Table 7-2. Internal states

StateTimeout value
NONE30 minutes
ESTABLISHED5 days
SYN_SENT2 minutes
SYN_RECV60 seconds
FIN_WAIT2 minutes
TIME_WAIT2 minutes
CLOSE10 seconds
CLOSE_WAIT12 hours
LAST_ACK30 seconds
LISTEN>2 minutes

These values are most definitely not absolute. They may change with kernel revisions, and they may also be changed via the proc file-system in the /proc/sys/net/ipv4/netfilter/ip_ct_tcp_* variables. The default values should, however, be fairly well established in practice. These values are set in seconds. Early versions of the patch used jiffies (which was a bug).

Note

Also note that the User-land side of the state machine does not look at TCP flags (i.e., RST, ACK, and SYN are flags) set in the TCP packets. This is generally bad, since you may want to allow packets in the NEW state to get through the firewall, but when you specify the NEW flag, you will in most cases mean SYN packets.

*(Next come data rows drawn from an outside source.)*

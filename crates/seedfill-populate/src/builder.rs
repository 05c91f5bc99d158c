use tracing::debug;

use seedfill_core::{EntityKind, Id};

use crate::checks;
use crate::errors::PopulateError;
use crate::faker::FakeSource;
use crate::populator::InsertedIndex;
use crate::resolve::{Resolved, StrategyContext, ValueStrategy};
use crate::storage::{Record, Storage};

/// Build and persist one record of `kind`, retrying on constraint
/// collisions up to `max_attempts` times.
///
/// Each attempt runs every strategy once, checks the candidate against
/// the kind's uniqueness constraints, and only then writes it. Scalar
/// values go in with `create`; multi-valued relations are linked with
/// `set_relation` once the row has an identity. Relation errors abort
/// immediately since retrying cannot produce missing target rows.
pub fn build_one(
    kind: &EntityKind,
    strategies: &[(String, Box<dyn ValueStrategy>)],
    inserted: &InsertedIndex,
    storage: &mut dyn Storage,
    source: &mut FakeSource,
    max_attempts: u32,
) -> Result<Id, PopulateError> {
    let mut last_violation = None;

    for attempt in 1..=max_attempts {
        let mut record = Record::new();
        let mut many_fields: Vec<(&str, Vec<Id>)> = Vec::new();

        for (field, strategy) in strategies {
            let mut ctx = StrategyContext {
                source: &mut *source,
                storage: &*storage,
                inserted,
            };
            match strategy.produce(&mut ctx)? {
                Resolved::Value(value) => {
                    record.insert(field.clone(), value);
                }
                Resolved::Many(targets) if !targets.is_empty() => {
                    many_fields.push((field, targets));
                }
                Resolved::Many(_) | Resolved::Skip => {}
            }
        }

        match checks::check(kind, &record, &*storage)? {
            None => {
                let id = storage.create(&kind.name, &record)?;
                for (field, targets) in many_fields {
                    storage.set_relation(&kind.name, id, field, &targets)?;
                }
                return Ok(id);
            }
            Some(violation) => {
                debug!(
                    kind = %kind.name,
                    attempt,
                    fields = violation.fields.join(", "),
                    "candidate collided, retrying"
                );
                last_violation = Some(violation);
            }
        }
    }

    Err(PopulateError::ConstraintExceeded {
        kind: kind.name.clone(),
        attempts: max_attempts,
        violation: last_violation.unwrap_or_default(),
    })
}
mod common;

use csv_report::{
    dataset::Dataset,
    error::ReportError,
    generate_report,
    generator::{PromptReportGenerator, ReportGenerator, StatisticalReportGenerator},
    profile::{ColumnType, analyze_columns},
    stats::summarize_column,
};

use common::{SALES_DATA, fixture_text, single_column_csv};

#[test]
fn sales_fixture_profiles_every_column_in_header_order() {
    let dataset = Dataset::from_csv_str(&fixture_text(SALES_DATA)).expect("parse sales");
    let profiles = analyze_columns(&dataset);
    let summary = profiles
        .iter()
        .map(|p| (p.name.as_str(), p.inferred_type, p.missing_percentage))
        .collect::<Vec<_>>();
    assert_eq!(
        summary,
        vec![
            ("order_id", ColumnType::Numerical, 0.0),
            ("region", ColumnType::Categorical, 0.0),
            ("units", ColumnType::Numerical, 12.5),
            ("unit_price", ColumnType::Numerical, 0.0),
            ("status", ColumnType::Categorical, 12.5),
        ]
    );
}

#[test]
fn sales_report_renders_statistics() {
    let report = generate_report(&fixture_text(SALES_DATA)).expect("report");
    let text = report.text();
    assert!(text.contains("- Rows: 8\n- Columns: 5"));
    assert!(text.contains("- **units**: Numerical, 12.5% missing"));
    assert!(text.contains(
        "### order_id\n\n- Mean: 1003.75\n- Median: 1004.00\n- Min: 1001.00\n- Max: 1007.00\n- Std Dev: 1.98\n"
    ));
    assert!(text.contains("### units\n\n- Mean: 3.43\n- Median: 3.00"));
    assert!(text.contains("- Std Dev: 1.92"));
    assert!(!text.contains("### region"));
    assert!(text.contains("The dataset contains 8 rows across 5 columns, 3 of which are numerical."));
}

#[test]
fn missing_percentage_counts_blank_cells() {
    let dataset = Dataset::from_csv_str(&single_column_csv("v", &["1", "", "  ", "2"])).unwrap();
    assert_eq!(analyze_columns(&dataset)[0].missing_percentage, 50.0);
}

#[test]
fn missing_percentage_covers_every_row_not_just_the_sample() {
    let mut cells = vec!["5"; 100];
    cells.extend(std::iter::repeat_n("", 100));
    let report = generate_report(&single_column_csv("v", &cells)).unwrap();
    assert!(report.text().contains("- Rows: 200\n"));
    assert!(report.text().contains("- **v**: Numerical, 50.0% missing"));
}

#[test]
fn type_inference_threshold_is_exclusive() {
    let at_threshold = Dataset::from_csv_str(&single_column_csv("v", &["1", "2", "3", "4", "x"]))
        .unwrap();
    assert_eq!(
        analyze_columns(&at_threshold)[0].inferred_type,
        ColumnType::Categorical
    );

    let above = Dataset::from_csv_str(&single_column_csv("v", &["1", "2", "3", "4", "5", "x"]))
        .unwrap();
    assert_eq!(analyze_columns(&above)[0].inferred_type, ColumnType::Numerical);
}

#[test]
fn median_uses_lower_middle_element() {
    let dataset = Dataset::from_csv_str(&single_column_csv("v", &["1", "2", "3", "4"])).unwrap();
    assert_eq!(summarize_column(&dataset, 0).unwrap().median, 3.0);
}

#[test]
fn std_dev_is_population_based() {
    let dataset = Dataset::from_csv_str(&single_column_csv(
        "v",
        &["2", "4", "4", "4", "5", "5", "7", "9"],
    ))
    .unwrap();
    let summary = summarize_column(&dataset, 0).unwrap();
    assert_eq!(summary.mean, 5.0);
    assert_eq!(summary.std_dev, 2.0);
}

#[test]
fn single_value_reports_zero_std_dev() {
    let report = generate_report("v\n10\n").unwrap();
    assert!(report.text().contains("- Std Dev: 0.00"));
}

#[test]
fn report_is_byte_identical_across_runs() {
    let text = fixture_text(SALES_DATA);
    let first = generate_report(&text).unwrap();
    let second = generate_report(&text).unwrap();
    assert_eq!(first.text().as_bytes(), second.text().as_bytes());
}

#[test]
fn numerical_column_without_numbers_reports_placeholder() {
    // such a column never samples as numerical, so go through the aggregator
    let dataset =
        Dataset::from_csv_str(&single_column_csv("v", &["NaN-text", "NaN-text"])).unwrap();
    let err = summarize_column(&dataset, 0).unwrap_err();
    assert_eq!(err.to_string(), "N/A (no numeric values)");
}

#[test]
fn overflowing_numerals_are_not_numeric() {
    // "1e999" overflows to infinity and is rejected as non-finite
    let report = generate_report("big,n\n1e999,1\n1e999,2\n").unwrap();
    assert!(report.text().contains("- **big**: Categorical, 0.0% missing"));
    assert!(report.text().contains("### n"));
}

#[test]
fn huge_finite_values_render_as_numbers() {
    let report = generate_report("v\n1e308\n1e308\n").unwrap();
    let text = report.text();
    assert!(!text.contains(": inf"));
    assert!(text.contains("- Std Dev: 0.00"));
    assert!(text.contains("- Mean: 1000"));
    assert!(text.contains("- Max: 1000"));
}

#[test]
fn repeated_header_names_are_renamed_not_rejected() {
    let report = generate_report("a,a\n1,2\n").unwrap();
    let text = report.text();
    assert!(text.contains("- **a**: Numerical, 0.0% missing"));
    assert!(text.contains("- **a_1**: Numerical, 0.0% missing"));
    assert!(text.contains("### a_1\n\n- Mean: 2.00"));
}

#[test]
fn header_only_input_is_rejected_before_analysis() {
    let err = generate_report("a,b,c\n").unwrap_err();
    assert_eq!(err.downcast_ref::<ReportError>(), Some(&ReportError::EmptyInput));
}

#[test]
fn generators_share_one_interface() {
    let dataset = Dataset::from_csv_str(&fixture_text(SALES_DATA)).unwrap();
    let backend = |prompt: &str| -> anyhow::Result<String> {
        Ok(format!("# Generated\n\n{} bytes analysed", prompt.len()))
    };
    let generators: Vec<Box<dyn ReportGenerator>> = vec![
        Box::new(StatisticalReportGenerator),
        Box::new(PromptReportGenerator::new(backend)),
    ];
    for generator in &generators {
        let report = generator.generate(&dataset).expect(generator.name());
        assert!(!report.text().trim().is_empty());
    }
}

This is not what happens with the current state implementation; instead, even a packet with no bit set or an ACK flag, will count as NEW. This can be used for redundant firewalling and so on, but it is generally extremely bad on your home network, where you only have a single firewall. To get around this behavior, you could use the command explained in the State NEW packets but no SYN bit set section of the Common problems and questions appendix. Another way is to install the tcp-window-tracking extension from patch-o-matic, and set the /proc/sys/net/ipv4/netfilter/ip_conntrack_tcp_loose to zero, which will make the firewall drop all NEW packets with anything but the SYN flag set.